Court of Appeals of Georgia
Jan 3, 1990
390 S.E.2d 398 (Ga. Ct. App. 1990)

Summary

using Prosser, Law of Torts, § 119, as a basis for its rationale that a store security guard could be found to have acted unreasonably in arresting a customer: the customer had offered "over and over to give an explanation and to fetch [his] receipts [from his car], but was not permitted to."

Summary of this case from Wal-Mart Stores, Inc. v. Goodman

Opinion

A89A1893.

DECIDED JANUARY 3, 1990. REHEARING DENIED JANUARY 19, 1990.

Malicious prosecution. Cobb State Court. Before Judge Nix.

Greene, Buckley, Derieux Jones, John D. Jones, Margaret L. Milroy, Steven J. Misner, for appellant.

Long Vincenzi, John A. Vincenzi, Nick Long, for appellee.


Appellee Steve Meeks, a juvenile, and his slightly older brother were shopping for fishing lures. Having purchased approximately $5 worth at a K-mart, they proceeded to a nearby Zayre's store to compare the merchandise. Parking their old truck in the store's parking lot, they took the K-mart lures from the paper bags in which K-mart check-out personnel had placed them, put the lures into their pockets, and entered Zayre's. While examining Zayre's fishing lures appellee took a K-mart lure from his pocket and, after holding it up for comparison with the Zayre's item, returned the former to his pocket. Shortly thereafter the boys left the store.
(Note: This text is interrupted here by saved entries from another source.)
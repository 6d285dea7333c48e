//! Automatic column discovery over nested record metadata

use crate::error::ExportError;
use crate::model::{FieldKind, Record, TypeInfo};

/// Enumerate dotted paths to every leaf field of `T`, depth-first in
/// declaration order.
///
/// Nested fields are walked through their declared type's metadata; each
/// leaf contributes one path. A cycle among nested types fails with
/// [`ExportError::CyclicStructure`] instead of recursing unboundedly.
pub fn leaf_paths<T: Record>() -> Result<Vec<String>, ExportError> {
    let mut paths = Vec::new();
    let mut visiting = Vec::new();
    walk(T::type_info(), "", &mut visiting, &mut paths)?;
    Ok(paths)
}

fn walk(
    info: &'static TypeInfo,
    prefix: &str,
    visiting: &mut Vec<*const TypeInfo>,
    paths: &mut Vec<String>,
) -> Result<(), ExportError> {
    let id = info as *const TypeInfo;
    if visiting.contains(&id) {
        return Err(ExportError::CyclicStructure {
            type_name: info.name,
        });
    }
    visiting.push(id);

    for field in info.fields {
        match field.kind {
            FieldKind::Leaf => paths.push(format!("{prefix}{}", field.name)),
            FieldKind::Nested(nested) => {
                walk(nested(), &format!("{prefix}{}.", field.name), visiting, paths)?;
            }
        }
    }

    visiting.pop();
    Ok(())
}

#[cfg(test)]
mod tests {
    use super::*;
    use crate::impl_record;

    #[derive(Clone)]
    struct City {
        name: String,
        country: String,
    }

    #[derive(Clone)]
    struct Address {
        street: String,
        city: City,
    }

    #[derive(Clone)]
    struct Employee {
        name: String,
        address: Address,
        age: i64,
    }

    impl_record!(City {
        name => leaf,
        country => leaf,
    });

    impl_record!(Address {
        street => leaf,
        city => nested City,
    });

    impl_record!(Employee {
        name => leaf,
        address => nested Address,
        age => leaf,
    });

    #[test]
    fn test_depth_first_declaration_order() {
        let paths = leaf_paths::<Employee>().unwrap();
        assert_eq!(
            paths,
            [
                "name",
                "address.street",
                "address.city.name",
                "address.city.country",
                "age",
            ]
        );
    }

    #[test]
    fn test_flat_type_yields_one_path_per_field() {
        let paths = leaf_paths::<City>().unwrap();
        assert_eq!(paths, ["name", "country"]);
    }

    struct Ping {
        tag: String,
        pong: Option<Box<Pong>>,
    }

    struct Pong {
        tag: String,
        ping: Option<Box<Ping>>,
    }

    // Box-wrapped cycles fall outside the macro's field shapes; metadata and
    // access are spelled out by hand.
    impl crate::model::Record for Ping {
        fn type_info() -> &'static TypeInfo {
            static INFO: TypeInfo = TypeInfo {
                name: "Ping",
                fields: &[
                    crate::model::FieldSpec {
                        name: "tag",
                        kind: FieldKind::Leaf,
                    },
                    crate::model::FieldSpec {
                        name: "pong",
                        kind: FieldKind::Nested(Pong::type_info),
                    },
                ],
            };
            &INFO
        }

        fn field(&self, name: &str) -> Option<crate::model::FieldValue<'_>> {
            match name {
                "tag" => Some(crate::model::FieldValue::Leaf(self.tag.clone().into())),
                "pong" => Some(crate::model::FieldValue::Nested(
                    self.pong.as_deref().map(|v| v as &dyn Record),
                )),
                _ => None,
            }
        }
    }

    impl crate::model::Record for Pong {
        fn type_info() -> &'static TypeInfo {
            static INFO: TypeInfo = TypeInfo {
                name: "Pong",
                fields: &[
                    crate::model::FieldSpec {
                        name: "tag",
                        kind: FieldKind::Leaf,
                    },
                    crate::model::FieldSpec {
                        name: "ping",
                        kind: FieldKind::Nested(Ping::type_info),
                    },
                ],
            };
            &INFO
        }

        fn field(&self, name: &str) -> Option<crate::model::FieldValue<'_>> {
            match name {
                "tag" => Some(crate::model::FieldValue::Leaf(self.tag.clone().into())),
                "ping" => Some(crate::model::FieldValue::Nested(
                    self.ping.as_deref().map(|v| v as &dyn Record),
                )),
                _ => None,
            }
        }
    }

    #[test]
    fn test_cyclic_structure_is_rejected() {
        let err = leaf_paths::<Ping>().unwrap_err();
        assert!(matches!(
            err,
            ExportError::CyclicStructure { type_name: "Ping" }
        ));
    }
}
//! The JSON shapes the API hands out.
//!
//! Per-format URLs are flattened into the variant object (`"woff2": "..."`)
//! by constructing an explicit format→URL map and letting serde flatten it,
//! rather than building fields dynamically.

use chrono::NaiveDate;
use fontstore::{Catalog, FontBundle, FontRecord, VariantRecord};
use indexmap::IndexMap;
use serde::Serialize;

/// One element of `GET /api/fonts`.
#[derive(Serialize, Debug, Clone, PartialEq)]
#[serde(rename_all = "camelCase")]
pub struct ApiListFont {
    pub id: String,
    pub family: String,
    pub variants: Vec<String>,
    pub subsets: Vec<String>,
    pub category: String,
    pub version: String,
    pub last_modified: NaiveDate,
    pub popularity: u32,
    pub def_subset: String,
    pub def_variant: String,
}

impl From<&FontRecord> for ApiListFont {
    fn from(font: &FontRecord) -> ApiListFont {
        ApiListFont {
            id: font.id.clone(),
            family: font.family.clone(),
            variants: font.variant_ids().map(str::to_string).collect(),
            subsets: font.subsets.clone(),
            category: font.category.clone(),
            version: font.version.clone(),
            last_modified: font.last_modified,
            popularity: font.popularity,
            def_subset: font.def_subset.clone(),
            def_variant: font.def_variant.clone(),
        }
    }
}

pub fn list_fonts(catalog: &Catalog) -> Vec<ApiListFont> {
    catalog.iter().map(ApiListFont::from).collect()
}

/// The body of `GET /api/fonts/:id` (the JSON path).
#[derive(Serialize, Debug, Clone, PartialEq)]
#[serde(rename_all = "camelCase")]
pub struct ApiFont {
    pub id: String,
    pub family: String,
    pub subsets: Vec<String>,
    pub category: String,
    pub version: String,
    pub last_modified: NaiveDate,
    pub popularity: u32,
    pub def_subset: String,
    pub def_variant: String,
    pub subset_map: IndexMap<String, bool>,
    #[serde(rename = "storeID")]
    pub store_id: String,
    pub variants: Vec<ApiVariant>,
}

#[derive(Serialize, Debug, Clone, PartialEq)]
#[serde(rename_all = "camelCase")]
pub struct ApiVariant {
    pub id: String,
    pub font_family: Option<String>,
    pub font_style: Option<String>,
    pub font_weight: Option<String>,
    /// format -> URL, flattened into the variant object.
    #[serde(flatten)]
    pub urls: IndexMap<String, String>,
}

impl From<VariantRecord> for ApiVariant {
    fn from(variant: VariantRecord) -> ApiVariant {
        ApiVariant {
            id: variant.id,
            font_family: variant.font_family,
            font_style: variant.font_style,
            font_weight: variant.font_weight,
            urls: variant.urls,
        }
    }
}

pub fn font_detail(bundle: &FontBundle, variants: Vec<VariantRecord>) -> ApiFont {
    let font = bundle.font;
    ApiFont {
        id: font.id.clone(),
        family: font.family.clone(),
        subsets: font.subsets.clone(),
        category: font.category.clone(),
        version: font.version.clone(),
        last_modified: font.last_modified,
        popularity: font.popularity,
        def_subset: font.def_subset.clone(),
        def_variant: font.def_variant.clone(),
        subset_map: bundle.subset_map(),
        store_id: bundle.store_id.clone(),
        variants: variants.into_iter().map(ApiVariant::from).collect(),
    }
}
A Zayre's security guard, who was not wearing a uniform, observed the boys' activities and, thinking that it was Zayre's merchandise that was being pocketed, pursued the boys out the front door and ordered Steve to stop. Not immediately recognizing that the man was a guard, and not aware of having done anything improper or illegal, Steve at first would not cooperate with the guard. Testimony was presented regarding an exchange of blows and imprecations, during which, inter alia, Steve came to realize that he was suspected of shoplifting; at which time, by the guard's own admission, Steve told him that his K-mart receipts were in his nearby truck.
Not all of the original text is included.